If someone told me the only device I could ever use for the rest of my life was an iPad Air, I’d probably cry. In theory, its versatility sounds wonderful. I can use it like a laptop during the workday and like a TV when I wind down in the evening. In practice, it’s hindered by the frustrating software that is iPadOS. The thought of only ever using the iPad is enough to make me clutch onto my MacBook for dear life.
The fifth-generation tablet packs the same speedy M1 chip as Apple’s MacBooks and desktop computers, making it more powerful than ever for both content creators and gamers. This new version also gets an upgraded front-facing camera, a faster USB-C port, and 5G connectivity. Even with these new guts, the price starts at $599, which is the same amount as the last iPad Air. But in order to get your full money’s worth, it’s crucial to make sure your day-to-day tasks would truly benefit from the added performance and features—and that iPadOS is up to the challenge.
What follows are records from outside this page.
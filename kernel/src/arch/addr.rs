//! Address types and page-granularity helpers shared by both ARM widths.

use core::fmt;
use core::ops::{Add, Sub};

/// Bytes per page on both ARMv7-A and ARMv8-A with a 4 KiB granule.
pub const PAGE_SIZE: usize = 4096;
pub const PAGE_SHIFT: usize = 12;

#[inline]
pub const fn page_round_up(x: usize) -> usize {
    (x + PAGE_SIZE - 1) & !(PAGE_SIZE - 1)
}

#[inline]
pub const fn page_round_down(x: usize) -> usize {
    x & !(PAGE_SIZE - 1)
}

#[inline]
pub const fn is_page_aligned(x: usize) -> bool {
    x & (PAGE_SIZE - 1) == 0
}

#[inline]
pub const fn is_aligned(x: usize, align_bits: u32) -> bool {
    x & ((1usize << align_bits) - 1) == 0
}

#[inline]
pub const fn align_up(x: usize, align_bits: u32) -> usize {
    let mask = (1usize << align_bits) - 1;
    (x + mask) & !mask
}

macro_rules! define_addr {
    ($name:ident, $doc:expr) => {
        #[doc = $doc]
        #[derive(Clone, Copy, PartialEq, Eq, PartialOrd, Ord, Default)]
        #[repr(transparent)]
        pub struct $name(pub usize);

        impl $name {
            #[inline]
            pub const fn new(x: usize) -> Self {
                Self(x)
            }

            #[inline]
            pub const fn addr(self) -> usize {
                self.0
            }

            #[inline]
            pub const fn is_page_aligned(self) -> bool {
                is_page_aligned(self.0)
            }

            #[inline]
            pub const fn round_down(self) -> Self {
                Self(page_round_down(self.0))
            }

            #[inline]
            pub const fn round_up(self) -> Self {
                Self(page_round_up(self.0))
            }
        }

        impl From<usize> for $name {
            fn from(x: usize) -> Self {
                Self(x)
            }
        }

        impl Add<usize> for $name {
            type Output = Self;
            fn add(self, rhs: usize) -> Self {
                Self(self.0 + rhs)
            }
        }

        impl Sub<usize> for $name {
            type Output = Self;
            fn sub(self, rhs: usize) -> Self {
                Self(self.0 - rhs)
            }
        }

        impl Sub<$name> for $name {
            type Output = usize;
            fn sub(self, rhs: Self) -> usize {
                self.0 - rhs.0
            }
        }

        impl fmt::Debug for $name {
            fn fmt(&self, f: &mut fmt::Formatter<'_>) -> fmt::Result {
                write!(f, "{}({:#x})", stringify!($name), self.0)
            }
        }
    };
}

define_addr!(PAddr, "A physical address.");
define_addr!(VAddr, "A kernel or user virtual address.");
Familiar Physique, Subtle Tweaks
Back in 2020, the iPad Air received a long-overdue makeover. Apple added a bigger, nearly bezel-free display; integrated Touch ID into the top button while ditching the home button; swapped a proprietary Lightning port for an industry-standard USB-C port; and added fun color options like sky blue, green, and rose gold.
The 2022 iPad Air sports nearly the same bezel-free design, a 10.9-inch display with 500 nits of brightness, a Touch ID top button, USB-C port, 12-megapixel rear camera, and an array of vibrant colors. And while repetition is typically prone to criticism, the iPad Air’s redesign is still fresh enough that this new Air doesn’t feel boring. The colorful tablet has a sleek look that begs to be carried around without a case.
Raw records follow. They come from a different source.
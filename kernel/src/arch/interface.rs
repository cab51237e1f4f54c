//! The boundary between architecture-independent kernel code and the two
//! concrete ARM widths (`arch::armv7`, `arch::armv8`). Grounded on the
//! teacher's `arch::interface::Arch` split (there: `Riscv`/`Armv8`); this
//! kernel narrows the split to `Armv7`/`Armv8`.

use crate::arch::addr::{PAddr, VAddr};
use crate::error::KResult;

/// A single contiguous leaf mapping request passed to `map_blocks`.
#[derive(Clone, Copy, Debug, PartialEq, Eq)]
pub struct MapAttrs {
    pub writable: bool,
    pub executable: bool,
    pub user: bool,
    /// Device (non-cacheable, strongly-ordered) memory rather than normal RAM.
    pub device: bool,
}

impl MapAttrs {
    pub const KERNEL_RWX_NORMAL: Self = Self {
        writable: true,
        executable: true,
        user: false,
        device: false,
    };
    pub const KERNEL_DEVICE: Self = Self {
        writable: true,
        executable: false,
        user: false,
        device: true,
    };
    pub const USER_RW: Self = Self {
        writable: true,
        executable: false,
        user: true,
        device: false,
    };
    pub const USER_RWX: Self = Self {
        writable: true,
        executable: true,
        user: true,
        device: false,
    };
}

/// A saved register context for a blocked/not-yet-run kthread or process.
/// Implementors hold exactly the callee-saved registers plus stack pointer
/// and link register needed by the architecture's `context_switch` asm
/// primitive ("Context save and restore").
pub trait ContextManager: Copy + Clone {
    fn zeroed() -> Self;
    fn set_entry(&mut self, pc: usize);
    fn set_stack(&mut self, sp: usize);
    fn set_arg0(&mut self, arg: usize);
}

/// Saved user-mode register state, restored by `return_from_exception`.
pub trait TrapFrame: Copy + Clone {
    fn zeroed() -> Self;
    fn set_pc(&mut self, pc: usize);
    fn set_sp(&mut self, sp: usize);
    fn set_syscall_ret(&mut self, val: usize);
    fn syscall_num(&self) -> i32;
    fn syscall_arg(&self, index: usize) -> usize;
    /// True if the saved state describes an EL0/user-mode exception entry
    /// rather than a kernel-mode one (decoded from the saved processor
    /// state, not from which vector fired -- on ARMv7-A a data abort can
    /// enter from either mode through the same vector).
    fn from_user(&self) -> bool;
    fn pc(&self) -> usize;
}

/// One per-process (or kernel) page table. `Armv7Table`/`Armv8Table`
/// implement the arch-specific tree shape.
/// Translates a physical address that backs a page table into a pointer the
/// CPU can currently dereference: identity (`p as *mut _`) before the MMU is
/// enabled, direct-map (`p + offset`) after. Passed down into `PageTable` so
/// table-building code never has to know which phase it runs in.
pub type PhysAccess<'a> = &'a dyn Fn(PAddr) -> *mut u64;

/// Allocates a table node: `nbytes` (rounded up to a page), aligned to
/// `1 << align_bits`, from the backing PAGE allocator. Matches
/// `PAGE::alloc`'s own signature, since a table node is just
/// another allocation out of the same physical-RAM zone allocator -- a
/// 16 KiB, 16 KiB-aligned ARMv7-A L1 table and a 4 KiB ARMv8-A table both
/// come from this one callback.
pub type AllocTable<'a> = &'a mut dyn FnMut(usize, u32) -> Option<PAddr>;

pub trait PageTable: Sized {
    /// Allocates an empty table via `alloc_table`.
    fn new_empty(alloc_table: AllocTable<'_>, access: PhysAccess<'_>) -> KResult<Self>;

    fn root_paddr(&self) -> PAddr;

    /// Inserts leaf entries covering `[virt, virt+len)` -> `[phys, phys+len)`
    /// using the largest block size alignment permits. `virt`/`phys`/`len`
    /// must already be page-aligned; the
    /// new range must be disjoint from any existing mapping, which this
    /// function asserts by construction (first mapping wins, a second
    /// attempt over the same leaf is refused).
    fn map_blocks(
        &mut self,
        virt: VAddr,
        phys: PAddr,
        len: usize,
        attrs: MapAttrs,
        alloc_table: AllocTable<'_>,
        access: PhysAccess<'_>,
    ) -> KResult<()>;

    /// Page-table walk: virtual to physical, or `None` if unmapped.
    fn lookup(&self, virt: VAddr, access: PhysAccess<'_>) -> Option<PAddr>;

    /// Frees every intermediate (non-leaf) table page this table owns,
    /// invoking `free_page` for each one. Leaf-mapped RAM is left to the
    /// caller.
    fn free_tables(&mut self, free_page: &mut dyn FnMut(PAddr), access: PhysAccess<'_>);
}

/// Architecture primitives consumed by MMU/PROC: barriers, cache/TLB
/// maintenance, interrupt masking, and the
/// two asm entry points that cross the MMU-enable and user-mode boundaries.
pub trait Arch {
    type Context: ContextManager;
    type Trap: TrapFrame;
    type Table: PageTable;

    /// Number of page-table levels (2 on ARMv7-A, 4 on ARMv8-A).
    const TABLE_LEVELS: usize;

    /// Largest block size one level above a leaf page, in bytes (1 MiB
    /// section on ARMv7-A; 2 MiB block on ARMv8-A -- 1 GiB blocks are used
    /// opportunistically by `map_blocks` but are not this constant).
    const BLOCK_SIZE: usize;

    /// Builds the kernel direct map + temporary identity map and enables
    /// the MMU. Returns the direct-map table so
    /// the caller (MMU module) can retain it, and the identity table so it
    /// can later be walked and freed.
    ///
    /// # Safety
    /// Must be called exactly once, before any virtual memory access other
    /// than through the identity map, with the CPU still executing at its
    /// physical load address.
    unsafe fn enable_mmu(direct_map: &Self::Table, identity: &Self::Table);

    /// Installs `table` as the current user translation base and tags it
    /// with `asid`.
    ///
    /// # Safety
    /// `table` must remain valid and unmoved while installed.
    unsafe fn set_user_table(table_root: PAddr, asid: u16);

    /// Invalidates every TLB entry tagged with `asid` (ARMv8) or the whole
    /// local TLB (ARMv7, which has no ASID tagging in this kernel's
    /// configuration).
    fn tlb_invalidate_asid(asid: u16);

    /// Invalidates a single page's TLB entry.
    fn tlb_invalidate_page(virt: VAddr);

    fn data_barrier();
    fn instruction_barrier();

    fn intr_on();
    fn intr_off();
    fn intr_get() -> bool;

    /// Installs the kernel's exception vector table. Called once at boot.
    ///
    /// # Safety
    /// Must be called before any exception can occur on this core.
    unsafe fn install_vectors();

    /// Restores `ctx` and returns to user mode. Never returns.
    ///
    /// # Safety
    /// `ctx` must describe a valid, runnable user-mode register state, and
    /// `ttbr0` must be the physical root of a live user page table.
    unsafe fn return_from_exception(ctx: &Self::Trap, ttbr0: PAddr) -> !;

    /// Switches from `from` to `to`'s saved kernel context. Returns when some other core switches
    /// back to `from` (always true here: single CPU, so this returns when
    /// the scheduler picks `from` again).
    ///
    /// # Safety
    /// Both contexts must be valid kernel stacks belonging to a kthread or
    /// a process currently not running.
    unsafe fn context_switch(from: *mut Self::Context, to: *const Self::Context);
}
But if you do want to use a case for additional protection, Apple’s proprietary smart connector on the back allows you to magnetically attach the iPad to Apple’s Smart Keyboard, Smart Folio, and Magic Keyboard. And since the new iPad Air has the exact same dimensions as the 2020 version, you won’t have to buy new accessories if you’re upgrading.
It’s also worth noting that if you want to get the most out of your slim new computer and enjoy the complete iPad Air experience, you’ll have to splurge for the Magic Keyboard ($299) and second-generation Apple Pencil ($129). Adding those things to the $599 64-GB iPad Air brings your total to $1,028. Meanwhile, the M1-powered MacBook Air starts at $999. So you might want to look into third-party accessories.
Apple made a few changes to the exterior that are not obvious to the naked eye. For starters, it comes in new colors, including pink, purple, blue, and Starlight (a light champagne color). If you’re looking for a more muted tone, you can opt for the traditional Space Gray. The USB-C port is twice as fast as the previous version, which speeds up transfers of large files and photos from other devices.
There’s also now a 12-megapixel ultrawide front-facing camera (up from 7 megapixels on its predecessor), complete with Center Stage—making Apple’s intelligent framing software for video calls a standard feature that’s now available on all iPad models. The camera’s sensor automatically pans and zooms to help keep you (and other humans) in the frame during FaceTime calls, as well as apps like Zoom and WebEx. If you move around, the camera follows you. It’s supposed to help offset the awkward angle of the iPad’s camera, which sits at the side of the device when the iPad is in landscape mode, the orientation that’s most natural for video calls. But no software can fix that weird angle. It’s too extreme, and Apple will have to physically move the camera to undo that problem. Until then, I’ll have to continue looking off to the side—and apologizing for the awkwardness—during video calls.
Center Stage is more useful if you’re on FaceTime while cooking, cleaning your room, or even doing your makeup. That way, you don’t have to constantly move the iPad around with you. But it’s not as helpful when you’re sitting at your desk, because it can be super sensitive at times. During Zoom calls for work, the camera has a tendency to wiggle around if I’m adjusting my seating position in my chair or pan to the side if I’m reaching for my coffee cup. It’s awkward, and slightly nauseating if you’re sensitive to that kind of stuff. Thankfully, you can turn it off whenever you’d like.